This Theory About Scarlet Witch In 'WandaVision' Is A Lot To Take In

by Ani Bundel

Marvel's Phase 4 is going to be densely packed, with the first two years seeing 10 titles released in rapid succession. The reason so many titles will come so fast is because, for the first time, Marvel won't be confined to the movie theaters. Instead, five of the new projects will be limited TV series airing on the new Disney+ streaming service, featuring actors from the big screen franchise as the title characters. However, as this theory about Scarlet Witch in WandaVision shows, this will be a complex undertaking.

When Marvel launched Phase 2 in 2013, it was riding high on the success of 2012's The Avengers, which was the highest-grossing film ever at the time. It created the "Marvel TV" division, and Agents of S.H.I.E.L.D. for Disney's ABC network. Starring Clark Gregg, who has played Phil Coulson since 2008's Iron Man, the series attempted to tie the series in with the franchise on the big screen.

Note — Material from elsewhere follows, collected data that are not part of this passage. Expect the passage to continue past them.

impl ChunkCoord {
    /// Creates a new chunk coordinate.
    #[inline]
    #[must_use]
    pub const fn new(x: i32, y: i32) -> Self {
        Self { x, y }
    }

    /// Converts a world tile coordinate to its chunk (floor division).
    #[inline]
    #[must_use]
    #[allow(clippy::cast_possible_wrap)]
    pub const fn from_tile(coord: Coord, chunk_size: u32) -> Self {
        let size = chunk_size as i32;
        Self {
            x: coord.x.div_euclid(size),
            y: coord.y.div_euclid(size),
        }
    }

    /// Returns the world coordinate of the chunk's origin (corner).
    ///
    /// Chunks past the edge of the tile grid get a clamped origin.
    #[inline]
    #[must_use]
    #[allow(clippy::cast_possible_wrap)]
    pub const fn origin(self, chunk_size: u32) -> Coord {
        let size = chunk_size as i32;
        Coord {
            x: self.x.saturating_mul(size),
            y: self.y.saturating_mul(size),
        }
    }

    /// Splits a world coordinate into its offset inside this chunk's grid.
    #[inline]
    #[must_use]
    #[allow(clippy::cast_possible_wrap, clippy::cast_sign_loss)]
    pub const fn local_offset(coord: Coord, chunk_size: u32) -> (usize, usize) {
        let size = chunk_size as i32;
        (
            coord.x.rem_euclid(size) as usize,
            coord.y.rem_euclid(size) as usize,
        )
    }

    /// Iterates every world coordinate of this chunk, row-major (`y` outer).
    ///
    /// A chunk that straddles the edge of the `i32` grid repeats the edge
    /// coordinate for its out-of-range cells. Power-of-two sizes never
    /// straddle.
    pub fn tiles(self, chunk_size: u32) -> impl Iterator<Item = Coord> {
        let size = i64::from(chunk_size);
        let (ox, oy) = (i64::from(self.x) * size, i64::from(self.y) * size);
        (0..size).flat_map(move |dy| {
            (0..size).map(move |dx| Coord::new(clamp_to_grid(ox + dx), clamp_to_grid(oy + dy)))
        })
    }

    /// Chunks whose Chebyshev distance from `self` is exactly `radius`.
    ///
    /// Ordered row by row; radius 0 yields `self` only.
    #[must_use]
    pub fn ring(self, radius: u32) -> Vec<Self> {
        let Ok(r) = i32::try_from(radius) else {
            return Vec::new();
        };
        if r == 0 {
            return vec![self];
        }
        let mut ring = Vec::with_capacity(8 * radius.min(1024) as usize);
        for dy in -r..=r {
            for dx in -r..=r {
                if dx.abs() != r && dy.abs() != r {
                    continue;
                }
                if let (Some(x), Some(y)) = (self.x.checked_add(dx), self.y.checked_add(dy)) {
                    ring.push(Self::new(x, y));
                }
            }
        }
        ring
    }
}

/// Errors raised while decoding a chunk snapshot.
#[derive(Debug, Clone, PartialEq, Eq, thiserror::Error)]
pub enum SnapshotError {
    /// The data does not start with the expected magic bytes.
    #[error("invalid magic bytes")]
    InvalidMagic,
    /// The format version is not supported by this build.
    #[error("unsupported snapshot version: {0}")]
    UnsupportedVersion(u8),
    /// The data is shorter than its header claims.
    #[error("snapshot truncated: expected {expected} bytes, got {actual}")]
    Truncated {
        /// Minimum expected byte count.
        expected: usize,
        /// Actual byte count received.
        actual: usize,
    },
    /// The trailing checksum does not match the content.
    #[error("checksum mismatch: stored {stored:#010x}, computed {computed:#010x}")]
    ChecksumMismatch {
        /// Checksum stored in the snapshot.
        stored: u32,
        /// Checksum computed over the content.
        computed: u32,
    },
    /// The payload failed to decompress or has the wrong length.
    #[error("payload decompression failed: {0}")]
    Decompress(String),
    /// Snapshot was written with a different chunk size.
    #[error("chunk size mismatch: expected {expected}, got {actual}")]
    ChunkSizeMismatch {
        /// Chunk size of this world.
        expected: u32,
        /// Chunk size recorded in the snapshot.
        actual: u32,
    },
    /// Snapshot belongs to a different chunk.
    #[error("coordinate mismatch: expected {expected:?}, got {actual:?}")]
    CoordinateMismatch {
        /// Requested chunk.
        expected: ChunkCoord,
        /// Chunk recorded in the snapshot.
        actual: ChunkCoord,
    },
    /// A tile record names an unknown biome.
    #[error("invalid biome id: {0}")]
    InvalidBiome(u8),
    /// A tile record names an unknown decoration.
    #[error("invalid decoration code: {0}")]
    InvalidDecoration(u16),
}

It failed. Screenwriter Joss Whedon refused to play along, and friction developed quickly. But one cannot take a 22-episode series that runs September to May and have it gracefully tie in to three movies a year, which come at odd times in the network schedule.

That's where WandaVision and Disney+ come in. During the San Diego Comic-Con presentation, actress Elizabeth Olsen revealed the spring 2021 release date was so the limited series could lead into Doctor Strange in the Multiverse of Madness on May 7, 2021.


But how exactly does that work? One theory suggests WandaVision could be basing itself off the "House of M" comic, where the character rewrites time. Wanda Maximoff, aka the Scarlet Witch, is one of the most powerful figures in the Marvel Cinematic Universe. Infinity War touched on it when Okoye asked why she wasn't on the battlefield from the beginning, but it hasn't been explored much.

It would also explain the discrepancy between reports WandaVision is set in the 1950s and post-Avengers: Endgame, when Vision is dead. If both are true, then Wanda may be trying to rewrite time to bring Vision back, hiding him in a spot out of time.


One Redditor, u/hiero_, suggests that the inability to deal with reality drives her over the edge.

Wanda goes to the past with Vision and builds the life she wanted with him from scratch. It's pitched as a psychological thriller as Wanda slowly descends into insanity throughout the story. In the comics, this story arc ends with the twist that Wanda fabricated an illusion for herself all along and none of it was real.

In her grief, Wanda then shatters the timeline into millions of multiverses, which would make her the antagonist for Dr. Strange's sequel. But her actions could also lead to a long-awaited development in the MCU:

Wanda loses her mind and changes reality. Doctor Strange is the only one who can stop/save her. Mutants are created as a result.

In the comics, Wanda was an X-Men character. The MCU had to alter her backstory to bring her into the franchise. Having her "create" mutants would be a perfect way to correct the MCU. It would put her back where she belongs, and introduce the X-Men into the MCU all at the same time.